Not so long ago, the only vehicles in this wilderness were 18-wheel tanker trucks and a private railway, which has ferried nitrate and copper from Bolivia’s landlocked mines to the Chilean port of Antofagasta since the 1870s. Over the last decade, however, southwestern Bolivia has become increasingly popular with tourists. Convoys of four-by-fours now speed across the region each day, filled with venturesome visitors on whistle-stop tours of such geological spectacles as the  Salar de Uyuni—the world’s largest salt desert—and the crimson, plankton-rich waters of Laguna Colorada, a haven for James’s flamingos.

Yet the Chipaya seldom have any guests. They live in and around the remote settlement of Santa Ana de Chipaya, on the starkly beautiful pampas that fringe the Coipasa salt flat, a smaller version of the Salar de Uyuni. The village itself is nondescript: adobe houses with corrugated iron roofs, a church, a cemetery. Most Chipaya still live out on the plain, building circular dwellings of mud and thatch near the Lauca River. Swelling and receding with the seasons, the river is their lifeblood, providing just enough water to grow quinoa and sustain herds of llamas and sheep.

EloiMamaniAlabi, 37, welcomes us outside his house. He’s wearing the distinctive dress of a Chipaya male: felt hat, homespun shirt, llama-wool poncho, crude sandals. His wife’s poncho is darker and hooded. She sits at a loom weaving a blanket, manipulating the thick threads with a stick and a shell. Their sons Samuel and Jose Luis soon appear. Veronica, their daughter, peeps out shyly from the doorway.

Whether Jose Luis and his brother will still be here a decade from now is uncertain. “A lot of the young people are leaving this place,” Eloi tells us. “There is not enough land, not enough grazing for the animals you need to raise a family.” Nor is there enough water: the Lauca,

Eloi says, is drying up. “The river is the only reason we can live here. If there is no more water, we must leave.” Many Chipaya cross the border to labor in Chilean mines, or move to Bolivian cities like Oruro in search of work. But according to Eloi, they still feel like outsiders. “Our neighbors don’t want us—we are equal human beings, but they don’t recognize us.”

When I ask Eloi where the Chipaya came from, he says, “We have always been here. Before the chullpas we were here.” Chullpas are the ancient funerary towers, some 12 meters high, that can be found scattered throughout the Altiplano of Peru and Bolivia. Many still contain human remains, thought to be the ancestors of the present-day Aymara. The oldest are pre-Incan, dating back at least 1,500 years. But the Chipaya are older still, the last remaining descendants of the Uru people, who populated the vast Andean plains thousands of years before the Aymara arrived. Like all indigenous Andean peoples, their religion is a syncretism of Christianity and animistic belief, and they revere Pachamama, the earth mother.

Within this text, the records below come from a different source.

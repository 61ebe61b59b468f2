//! In-process store with the same optimistic-concurrency rules as the API server.
//!
//! Documents are kept serialized, so what comes back out is exactly what a
//! remote round-trip would return. Resource versions come from one counter
//! shared by every key and are rendered as decimal strings. Every call yields
//! to the scheduler once before touching the map, the way a network call
//! would, so concurrent callers actually interleave.

use std::collections::HashMap;

use parking_lot::Mutex;
use serde_json::Value;
use uuid::Uuid;

use super::Repository;
use crate::error::StoreError;
use crate::model::{Document, ResourceKey};

struct StoredObject {
    version: u64,
    uid: String,
    body: Value,
}

#[derive(Default)]
struct Inner {
    objects: HashMap<ResourceKey, StoredObject>,
    last_version: u64,
}

impl Inner {
    fn next_version(&mut self) -> u64 {
        self.last_version += 1;
        self.last_version
    }
}

#[derive(Default)]
pub struct MemoryRepository {
    inner: Mutex<Inner>,
}

impl MemoryRepository {
    pub fn new() -> Self {
        Self::default()
    }

    /// Number of stored documents across all kinds and namespaces.
    pub fn len(&self) -> usize {
        self.inner.lock().objects.len()
    }

    pub fn is_empty(&self) -> bool {
        self.len() == 0
    }
}

fn encode<D: Document>(document: &D, key: &ResourceKey) -> Result<Value, StoreError> {
    serde_json::to_value(document).map_err(|e| StoreError::Codec {
        key: key.clone(),
        message: e.to_string(),
    })
}

fn decode<D: Document>(body: Value, key: &ResourceKey) -> Result<D, StoreError> {
    serde_json::from_value(body).map_err(|e| StoreError::Codec {
        key: key.clone(),
        message: e.to_string(),
    })
}

/// Stamps store-owned metadata onto a document before it is persisted.
fn assign_metadata<D: Document>(
    document: &D,
    namespace: &str,
    version: u64,
    uid: &str,
) -> D {
    let mut stored = document.clone();
    let meta = stored.metadata_mut();
    meta.namespace = namespace.to_string();
    meta.resource_version = Some(version.to_string());
    meta.uid = Some(uid.to_string());
    stored
}

impl Repository for MemoryRepository {
    async fn get<D: Document>(&self, name: &str, namespace: &str) -> Result<D, StoreError> {
        tokio::task::yield_now().await;
        let key = ResourceKey::new(D::KIND, name, namespace);
        let body = {
            let inner = self.inner.lock();
            match inner.objects.get(&key) {
                Some(object) => object.body.clone(),
                None => return Err(StoreError::NotFound { key }),
            }
        };
        decode(body, &key)
    }

    async fn create<D: Document>(&self, document: &D, namespace: &str) -> Result<D, StoreError> {
        tokio::task::yield_now().await;
        let key = document.key_in(namespace);
        if document.resource_version().is_some() {
            return Err(StoreError::Api {
                key,
                status: 400,
                message: "resourceVersion should not be set on objects to be created".into(),
            });
        }
        let mut inner = self.inner.lock();
        if inner.objects.contains_key(&key) {
            return Err(StoreError::AlreadyExists { key });
        }

        let version = inner.next_version();
        let uid = Uuid::new_v4().to_string();
        let stored = assign_metadata(document, namespace, version, &uid);
        let body = encode(&stored, &key)?;
        inner.objects.insert(key, StoredObject { version, uid, body });
        Ok(stored)
    }

    async fn update<D: Document>(&self, document: &D, namespace: &str) -> Result<D, StoreError> {
        tokio::task::yield_now().await;
        let key = document.key_in(namespace);
        let mut inner = self.inner.lock();
        let (current, uid) = match inner.objects.get(&key) {
            Some(object) => (object.version, object.uid.clone()),
            None => return Err(StoreError::NotFound { key }),
        };

        let carried = document.resource_version();
        if carried != Some(current.to_string().as_str()) {
            return Err(StoreError::Conflict { key });
        }

        let version = inner.next_version();
        let stored = assign_metadata(document, namespace, version, &uid);
        let body = encode(&stored, &key)?;
        inner.objects.insert(key, StoredObject { version, uid, body });
        Ok(stored)
    }
}
//! The contract over the remote versioned document store.
//!
//! [`Repository`] is the only seam that touches the store. Everything above it
//! is plain logic, so tests run against [`MemoryRepository`] and production
//! talks to the API server through [`HttpRepository`].

pub mod http;
pub mod memory;

pub use http::HttpRepository;
pub use memory::MemoryRepository;

use crate::error::StoreError;
use crate::model::Document;

/// Get / create / compare-and-swap update of versioned documents, keyed by
/// (kind, name, namespace).
#[allow(async_fn_in_trait)]
pub trait Repository {
    /// Fetch a document. Fails with [`StoreError::NotFound`] if absent.
    async fn get<D: Document>(&self, name: &str, namespace: &str) -> Result<D, StoreError>;

    /// Store a new document and return it with its assigned version.
    /// Fails with [`StoreError::AlreadyExists`] if the key is taken.
    async fn create<D: Document>(&self, document: &D, namespace: &str) -> Result<D, StoreError>;

    /// Replace a document only if its carried resource version is the one
    /// currently stored, otherwise fail with [`StoreError::Conflict`].
    /// Returns the document with its new version.
    async fn update<D: Document>(&self, document: &D, namespace: &str) -> Result<D, StoreError>;
}

impl<R: Repository> Repository for &R {
    async fn get<D: Document>(&self, name: &str, namespace: &str) -> Result<D, StoreError> {
        (**self).get(name, namespace).await
    }

    async fn create<D: Document>(&self, document: &D, namespace: &str) -> Result<D, StoreError> {
        (**self).create(document, namespace).await
    }

    async fn update<D: Document>(&self, document: &D, namespace: &str) -> Result<D, StoreError> {
        (**self).update(document, namespace).await
    }
}
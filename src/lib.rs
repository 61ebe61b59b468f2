//! Durable state for distributed health checks.
//!
//! Check results and job phases are stored as versioned documents in a remote
//! store. Writers coordinate through the store's resource versions instead of
//! locks: an update only lands if it was derived from the version currently
//! stored.
//!
//! ```no_run
//! use checkstate::{StateStore, StoreConfig, WorkloadDetails};
//! use checkstate::store::HttpRepository;
//!
//! # async fn run() -> anyhow::Result<()> {
//! let config = StoreConfig::load()?;
//! let store = StateStore::new(HttpRepository::new(&config)?, config.pod_name.clone());
//!
//! let current = store.get_check_state("DB Ping", "ops").await?;
//! if !current.ok {
//!     store
//!         .set_check_state("DB Ping", "ops", WorkloadDetails::check_result(true, Vec::new()))
//!         .await?;
//! }
//! # Ok(())
//! # }
//! ```

pub mod config;
pub mod error;
pub mod logging;
pub mod model;
pub mod state;
pub mod store;

pub use config::StoreConfig;
pub use error::{StateError, StoreError};
pub use model::{
    CheckJob, CheckState, Document, JobPhase, JobSpec, ObjectMeta, ResourceKey, ResourceKind,
    WorkloadDetails, WorkloadKind, sanitize_resource_name,
};
pub use state::StateStore;
pub use store::Repository;
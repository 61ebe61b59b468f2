use std::fmt;

use chrono::{DateTime, Utc};
use serde::{Deserialize, Serialize};
use serde_json::{Map, Value};

use super::meta::{Document, ObjectMeta, ResourceKind};

/// Whether a state document belongs to a recurring check or a one-shot job.
///
/// Written as `check` / `job`; the `KuberhealthyCheck` / `KuberhealthyJob`
/// tokens of older state documents are still read.
#[derive(Debug, Clone, Copy, Default, PartialEq, Eq, Serialize, Deserialize)]
#[serde(rename_all = "lowercase")]
pub enum WorkloadKind {
    #[default]
    #[serde(alias = "KuberhealthyCheck")]
    Check,
    #[serde(alias = "KuberhealthyJob")]
    Job,
}

impl fmt::Display for WorkloadKind {
    fn fmt(&self, f: &mut fmt::Formatter<'_>) -> fmt::Result {
        match self {
            WorkloadKind::Check => write!(f, "check"),
            WorkloadKind::Job => write!(f, "job"),
        }
    }
}

/// The result payload of a check or job run.
#[derive(Debug, Clone, Default, PartialEq, Eq, Serialize, Deserialize)]
#[serde(rename_all = "camelCase")]
pub struct WorkloadDetails {
    #[serde(default)]
    pub ok: bool,
    #[serde(default)]
    pub errors: Vec<String>,
    #[serde(default)]
    pub run_duration: String,
    #[serde(default)]
    pub namespace: String,
    #[serde(default)]
    pub last_run: Option<DateTime<Utc>>,
    /// Pod that last wrote this state.
    #[serde(default)]
    pub authoritative_pod: String,
    /// Identifier of the run currently in flight.
    #[serde(default, rename = "currentUUID")]
    pub current_uuid: String,
    #[serde(default)]
    pub workload: WorkloadKind,
}

impl WorkloadDetails {
    /// Empty state for a workload that has never reported: not ok, no errors.
    pub fn new(workload: WorkloadKind) -> Self {
        Self {
            workload,
            ..Default::default()
        }
    }

    /// A check result with the given outcome.
    pub fn check_result(ok: bool, errors: Vec<String>) -> Self {
        Self {
            ok,
            errors,
            ..Self::new(WorkloadKind::Check)
        }
    }
}

/// State document for one check or job.
#[derive(Debug, Clone, PartialEq, Eq, Serialize, Deserialize)]
pub struct CheckState {
    pub metadata: ObjectMeta,
    pub spec: WorkloadDetails,
    /// Top-level fields this crate does not interpret.
    #[serde(flatten)]
    pub extra: Map<String, Value>,
}

impl CheckState {
    pub fn new(name: impl Into<String>, namespace: impl Into<String>, spec: WorkloadDetails) -> Self {
        Self {
            metadata: ObjectMeta::new(name, namespace),
            spec,
            extra: Map::new(),
        }
    }
}

impl Document for CheckState {
    const KIND: ResourceKind = ResourceKind::CheckState;

    fn metadata(&self) -> &ObjectMeta {
        &self.metadata
    }

    fn metadata_mut(&mut self) -> &mut ObjectMeta {
        &mut self.metadata
    }
}
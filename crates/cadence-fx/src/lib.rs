//! Cadence Fx - effect and synthesis recalls
//!
//! Every unit comes in two layers: a plain `*Util` struct holding the DSP
//! state, usable on its own, and an `Fx*` recall behaviour that reads its
//! ports and applies the util to the signal of its run.
//!
//! - [`FxVolume`] - gain and mute
//! - [`FxEnvelope`] - attack/release ramps over a stream
//! - [`FxPeak`] - peak meter written to an output port
//! - [`FxLowPass`] / [`FxHighPass`] - RBJ biquads with coefficient glide
//! - [`FxEq10`] - ten octave-band peaking equalizer
//! - [`FxLfo`] - LFO amplitude modulation
//! - [`FxFmSynth`] - note-driven oscillator with LFO frequency modulation
//! - [`FxSf2Synth`] - pitched sample-table playback from an [`Sf2Bank`]
//! - [`FxStreamSink`] - mixes a stream into a bus and detects decaying tails
//! - [`FxPlugin`] - per-voice hosting of a [`PluginBackend`]
//!
//! The [`sequencer`] module adds recalls that start notes rather than
//! process them: [`FxDelay`], [`FxCountBeats`], [`FxCopyPattern`] and
//! [`FxPlayNotation`], wired to each other through named dependencies.
//!
//! ## Example
//!
//! ```rust,ignore
//! use cadence_fx::{FxFmSynth, FxStreamSink, FxVolume, Waveform};
//!
//! channel.add_recall(FxVolume::template(0.8));
//! let synth = FxFmSynth::template(Waveform::Sine);
//! let sink = FxStreamSink::template(true);
//! // duplicate `synth` and `sink` per note, bound to the note's signal
//! ```

pub mod context;
pub mod envelope;
pub mod eq10;
pub mod error;
pub mod fm_synth;
pub mod iir_filter;
pub mod lfo;
pub mod peak;
pub mod plugin;
pub mod sequencer;
pub mod sf2_synth;
pub mod stream_sink;
pub mod volume;

pub(crate) mod signal;

// Re-export main types at crate root
pub use context::FxContext;
pub use envelope::{EnvelopeUtil, FxEnvelope};
pub use eq10::{EQ10_BANDS, Eq10Util, FxEq10};
pub use error::{FxError, Result};
pub use fm_synth::{FmSynthUtil, FxFmSynth, Waveform};
pub use iir_filter::{FilterType, FxFilter, FxHighPass, FxLowPass, IirFilterUtil};
pub use lfo::{FxLfo, LfoUtil};
pub use peak::{FxPeak, PeakUtil};
pub use plugin::{
    FxPlugin, MAX_MIDI_KEYS, PluginBackend, PluginFactory, PluginHandle, PluginIo, PluginRegistry,
    PortBuffer,
};
pub use sequencer::{
    FxCopyPattern, FxCountBeats, FxDelay, FxPlayNotation, Notation, NotationNote, Pattern,
    SharedPattern, Voices,
};
pub use sf2_synth::{FxSf2Synth, Sf2Bank, Sf2Sample, Sf2SynthUtil};
pub use stream_sink::FxStreamSink;
pub use volume::{FxVolume, VolumeUtil};
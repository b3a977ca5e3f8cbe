//! Standard MIDI file dump command.

use cadence_midi::{MetaEvent, MidiMessage, Smf};
use clap::Args;
use std::path::PathBuf;

/// Decode a standard MIDI file.
#[derive(Args)]
pub struct MidiDumpArgs {
    /// Path to the .mid file
    pub file: PathBuf,

    /// Only print the header and per-track summaries
    #[arg(long)]
    pub summary: bool,
}

/// Run the midi-dump command.
pub fn run(args: MidiDumpArgs) -> anyhow::Result<()> {
    let smf = Smf::read(&args.file)?;

    println!("File:     {}", args.file.display());
    println!("Format:   {}", smf.header.format);
    println!("Tracks:   {}", smf.tracks.len());
    match smf.header.ticks_per_quarter() {
        Some(tpq) => println!("Division: {tpq} ticks per quarter"),
        None => println!("Division: SMPTE ({:#06x})", smf.header.division),
    }

    for (idx, track) in smf.tracks.iter().enumerate() {
        let notes = track
            .events
            .iter()
            .filter(|e| matches!(e.message, MidiMessage::NoteOn { velocity, .. } if velocity > 0))
            .count();
        println!();
        println!(
            "Track {} ({} events, {} notes)",
            idx,
            track.events.len(),
            notes
        );
        if args.summary {
            continue;
        }
        for (tick, message) in track.absolute() {
            println!("  {:>8}  {}", tick, describe(message));
        }
    }

    Ok(())
}

/// One-line description of a message.
fn describe(message: &MidiMessage) -> String {
    match message {
        MidiMessage::NoteOn {
            channel,
            key,
            velocity,
        } => format!("note-on   ch {:>2}  key {key:>3}  vel {velocity:>3}", channel + 1),
        MidiMessage::NoteOff {
            channel,
            key,
            velocity,
        } => format!("note-off  ch {:>2}  key {key:>3}  vel {velocity:>3}", channel + 1),
        MidiMessage::Meta(MetaEvent::Tempo(us)) => {
            format!("tempo     {:.2} bpm", 60_000_000.0 / f64::from((*us).max(1)))
        }
        other => format!("{other:?}"),
    }
}
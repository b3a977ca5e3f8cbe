//! One input or output line of an [`Audio`].
//!
//! A channel owns one [`Recycling`] (its voice slot chain head), carries its
//! position in the audio's layout (pad, audio channel, line) and holds a
//! play list and a recall list of recalls bound to it.
//!
//! Output lines may be linked to input lines of another audio. A linked
//! input reads the output's recycling instead of its own, which is how
//! machines are patched together.

use crate::audio::Audio;
use crate::error::{Error, Result};
use crate::format::SampleFormat;
use crate::id::next_id;
use crate::recall::{self, Recall, RecallEvent, RecallKind, RecallTarget};
use crate::recall_id::RecallId;
use crate::recycling::Recycling;
use parking_lot::Mutex;
use std::sync::atomic::{AtomicUsize, Ordering};
use std::sync::{Arc, Weak};

/// Direction of a channel.
#[derive(Debug, Clone, Copy, PartialEq, Eq, Hash)]
pub enum ChannelKind {
    /// Produces audio.
    Output,
    /// Consumes audio.
    Input,
}

impl ChannelKind {
    /// Lowercase name, for logs and errors.
    pub const fn name(self) -> &'static str {
        match self {
            ChannelKind::Output => "output",
            ChannelKind::Input => "input",
        }
    }
}

/// One line of an audio.
#[derive(Debug)]
pub struct Channel {
    id: u64,
    kind: ChannelKind,
    audio: Mutex<Weak<Audio>>,
    pad: AtomicUsize,
    audio_channel: AtomicUsize,
    line: AtomicUsize,
    link: Mutex<Weak<Channel>>,
    recycling: Mutex<Arc<Recycling>>,
    play: Mutex<Vec<Arc<Recall>>>,
    recall: Mutex<Vec<Arc<Recall>>>,
    self_ref: Weak<Channel>,
}

impl Channel {
    /// Create a detached channel owning `recycling`.
    pub fn new(kind: ChannelKind, recycling: Arc<Recycling>) -> Arc<Self> {
        let channel = Arc::new_cyclic(|self_ref: &Weak<Channel>| {
            recycling.set_channel(self_ref.clone());
            Self {
                id: next_id(),
                kind,
                audio: Mutex::new(Weak::new()),
                pad: AtomicUsize::new(0),
                audio_channel: AtomicUsize::new(0),
                line: AtomicUsize::new(0),
                link: Mutex::new(Weak::new()),
                recycling: Mutex::new(recycling),
                play: Mutex::new(Vec::new()),
                recall: Mutex::new(Vec::new()),
                self_ref: self_ref.clone(),
            }
        });
        tracing::debug!(channel = channel.id, kind = kind.name(), "channel created");
        channel
    }

    /// Identifier used in logs.
    pub fn id(&self) -> u64 {
        self.id
    }

    /// Direction.
    pub fn kind(&self) -> ChannelKind {
        self.kind
    }

    /// Whether this is an output line.
    pub fn is_output(&self) -> bool {
        self.kind == ChannelKind::Output
    }

    /// Owning audio.
    pub fn audio(&self) -> Option<Arc<Audio>> {
        self.audio.lock().upgrade()
    }

    pub(crate) fn attach(&self, audio: Weak<Audio>, pad: usize, audio_channel: usize, line: usize) {
        *self.audio.lock() = audio;
        self.pad.store(pad, Ordering::Release);
        self.audio_channel.store(audio_channel, Ordering::Release);
        self.line.store(line, Ordering::Release);
    }

    /// Pad index.
    pub fn pad(&self) -> usize {
        self.pad.load(Ordering::Acquire)
    }

    /// Audio channel within the pad.
    pub fn audio_channel(&self) -> usize {
        self.audio_channel.load(Ordering::Acquire)
    }

    /// Line index: `pad * audio_channels + audio_channel`.
    pub fn line(&self) -> usize {
        self.line.load(Ordering::Acquire)
    }

    // --- Topology ---

    /// Next line of the same kind.
    pub fn next(&self) -> Option<Arc<Channel>> {
        self.audio()?.channel(self.kind, self.line() + 1).ok()
    }

    /// Previous line of the same kind.
    pub fn prev(&self) -> Option<Arc<Channel>> {
        let line = self.line().checked_sub(1)?;
        self.audio()?.channel(self.kind, line).ok()
    }

    /// Same audio channel on the next pad.
    pub fn next_pad(&self) -> Option<Arc<Channel>> {
        let audio = self.audio()?;
        audio
            .channel_at(self.kind, self.pad() + 1, self.audio_channel())
            .ok()
    }

    /// Linked channel, if any.
    pub fn link(&self) -> Option<Arc<Channel>> {
        self.link.lock().upgrade()
    }

    /// Link an output line with an input line, replacing previous links of both.
    pub fn set_link(a: &Arc<Channel>, b: &Arc<Channel>) -> Result<()> {
        if a.kind == b.kind {
            return Err(Error::InvalidLink(a.kind.name()));
        }
        Self::unlink(a);
        Self::unlink(b);
        *a.link.lock() = Arc::downgrade(b);
        *b.link.lock() = Arc::downgrade(a);
        tracing::debug!(a = a.id, b = b.id, "channels linked");
        Ok(())
    }

    /// Remove the link on both sides.
    pub fn unlink(channel: &Arc<Channel>) {
        let previous = std::mem::take(&mut *channel.link.lock());
        if let Some(other) = previous.upgrade() {
            let mut back = other.link.lock();
            if back.upgrade().is_some_and(|c| Arc::ptr_eq(&c, channel)) {
                *back = Weak::new();
            }
        }
    }

    // --- Recyclings ---

    /// The channel's own recycling.
    pub fn recycling(&self) -> Arc<Recycling> {
        Arc::clone(&self.recycling.lock())
    }

    /// Recycling that carries audio for this line.
    ///
    /// Linked inputs read the output's recycling.
    pub fn effective_recycling(&self) -> Arc<Recycling> {
        if self.kind == ChannelKind::Input {
            if let Some(output) = self.link() {
                return output.recycling();
            }
        }
        self.recycling()
    }

    /// Replace the owned recycling. Returns the old one for disposal.
    pub fn set_recycling(&self, recycling: Arc<Recycling>) -> Arc<Recycling> {
        recycling.set_channel(self.self_ref.clone());
        std::mem::replace(&mut *self.recycling.lock(), recycling)
    }

    // --- Recall lists ---

    /// Snapshot of the play list.
    pub fn play(&self) -> Vec<Arc<Recall>> {
        self.play.lock().clone()
    }

    /// Snapshot of the recall list.
    pub fn recall(&self) -> Vec<Arc<Recall>> {
        self.recall.lock().clone()
    }

    /// Append to the play list.
    pub fn add_play(&self, recall: Arc<Recall>) {
        self.play.lock().push(recall);
    }

    /// Append to the recall list.
    pub fn add_recall(&self, recall: Arc<Recall>) {
        self.recall.lock().push(recall);
    }

    /// Instantiate every template of both lists for `recall_id`.
    ///
    /// Instances are bound to this channel (channel recalls) or to its
    /// effective recycling (recycling recalls), appended next to their
    /// template and returned. Dependencies resolve among the returned
    /// instances.
    pub fn duplicate_recall(&self, recall_id: &Arc<RecallId>) -> Vec<Arc<Recall>> {
        let created = self.instantiate(recall_id);
        self.resolve_within(&created, &created);
        created
    }

    /// Like [`duplicate_recall`](Self::duplicate_recall) without resolving.
    pub(crate) fn instantiate(&self, recall_id: &Arc<RecallId>) -> Vec<Arc<Recall>> {
        let mut created = Vec::new();
        for list in [&self.play, &self.recall] {
            let templates: Vec<_> = list.lock().iter().filter(|r| r.is_template()).cloned().collect();
            let instances: Vec<_> = templates
                .iter()
                .map(|template| {
                    let instance = template.duplicate(recall_id);
                    self.bind_targets(&instance);
                    instance
                })
                .collect();
            list.lock().extend(instances.iter().cloned());
            created.extend(instances);
        }
        tracing::debug!(
            channel = self.id,
            recall_id = recall_id.id(),
            instances = created.len(),
            "recalls duplicated"
        );
        created
    }

    /// Resolve the dependencies of `instances` against `scope`.
    pub(crate) fn resolve_within(&self, instances: &[Arc<Recall>], scope: &[Arc<Recall>]) {
        for instance in instances {
            if let Err(err) = instance.resolve_dependencies(scope) {
                tracing::warn!(channel = self.id, error = %err, "dependency resolution failed");
            }
        }
    }

    fn bind_targets(&self, recall: &Arc<Recall>) {
        if matches!(recall.target(), RecallTarget::None) {
            match recall.kind() {
                RecallKind::Channel => recall.set_target(RecallTarget::Channel(self.self_ref.clone())),
                RecallKind::Recycling => recall.set_target(RecallTarget::Recycling(Arc::downgrade(
                    &self.effective_recycling(),
                ))),
                RecallKind::Audio | RecallKind::AudioSignal => {}
            }
        }
        for child in recall.children() {
            self.bind_targets(&child);
        }
    }

    /// Request cancellation of every instance running under `recall_id`'s context.
    pub fn cancel_recall(&self, recall_id: &RecallId) -> usize {
        let mut cancelled = 0;
        for recall in self.play().into_iter().chain(self.recall()) {
            if recall.recall_id().is_some_and(|id| id.same_context(recall_id)) {
                recall.cancel();
                cancelled += 1;
            }
        }
        cancelled
    }

    /// Run one tic over the play list, then the recall list.
    pub fn run_tic(&self) {
        let play = self.play();
        let recall = self.recall();
        recall::run_tic(&[&play, &recall]);
    }

    /// Unlink finished recalls from both lists. Call between tics.
    pub fn collect_done(&self) -> Vec<Arc<Recall>> {
        let mut removed = recall::collect_done(&mut self.play.lock());
        removed.extend(recall::collect_done(&mut self.recall.lock()));
        removed
    }

    // --- Configuration ---

    /// Forward a buffer size change to the recycling and recalls.
    pub fn set_buffer_size(&self, buffer_size: usize) {
        self.recycling().set_buffer_size(buffer_size);
        self.notify(&RecallEvent::BufferSize(buffer_size));
    }

    /// Forward a sample rate change to the recycling and recalls.
    pub fn set_samplerate(&self, samplerate: u32) {
        self.recycling().set_samplerate(samplerate);
        self.notify(&RecallEvent::Samplerate(samplerate));
    }

    /// Forward a format change to the recycling and recalls.
    pub fn set_format(&self, format: SampleFormat) {
        self.recycling().set_format(format);
        self.notify(&RecallEvent::Format(format));
    }

    fn notify(&self, event: &RecallEvent) {
        for recall in self.play().into_iter().chain(self.recall()) {
            recall.notify(event);
        }
    }
}
//! Shared CLI helpers used across multiple commands.

use anyhow::Context;
use cadence_config::EngineConfig;
use std::path::Path;

/// Load the engine config from `path`, or the defaults when none is given.
pub fn load_config(path: Option<&Path>) -> anyhow::Result<EngineConfig> {
    match path {
        Some(path) => EngineConfig::load(path)
            .with_context(|| format!("loading engine config {}", path.display())),
        None => Ok(EngineConfig::default()),
    }
}

#[cfg(test)]
mod tests {
    use super::*;

    #[test]
    fn default_config_without_path() {
        let config = load_config(None).unwrap();
        assert_eq!(config, EngineConfig::default());
    }

    #[test]
    fn load_error_names_the_file() {
        let dir = tempfile::TempDir::new().unwrap();
        let path = dir.path().join("engine.toml");
        std::fs::write(&path, "buffer_size = 0\n").unwrap();

        let err = load_config(Some(&path)).unwrap_err();
        let msg = format!("{err:#}");
        assert!(msg.contains("loading engine config"), "got: {msg}");
        assert!(msg.contains("buffer_size must be non-zero"), "got: {msg}");
    }
}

After joining Jose Luis on his flamingo hunt, I watch as he and his father squat plucking the bird’s feathers on the ground outside their house. Veronica sits nearby distractedly winding thread around a spindle, while her mother prepares a fire of tola brush inside. It could be a scene from centuries ago. But this sense of suspended time soon passes. On the drive back through Santa Ana, I spot some Chipaya boys who’ve climbed on top of a wall. They’re trying to get a mobile-phone signal.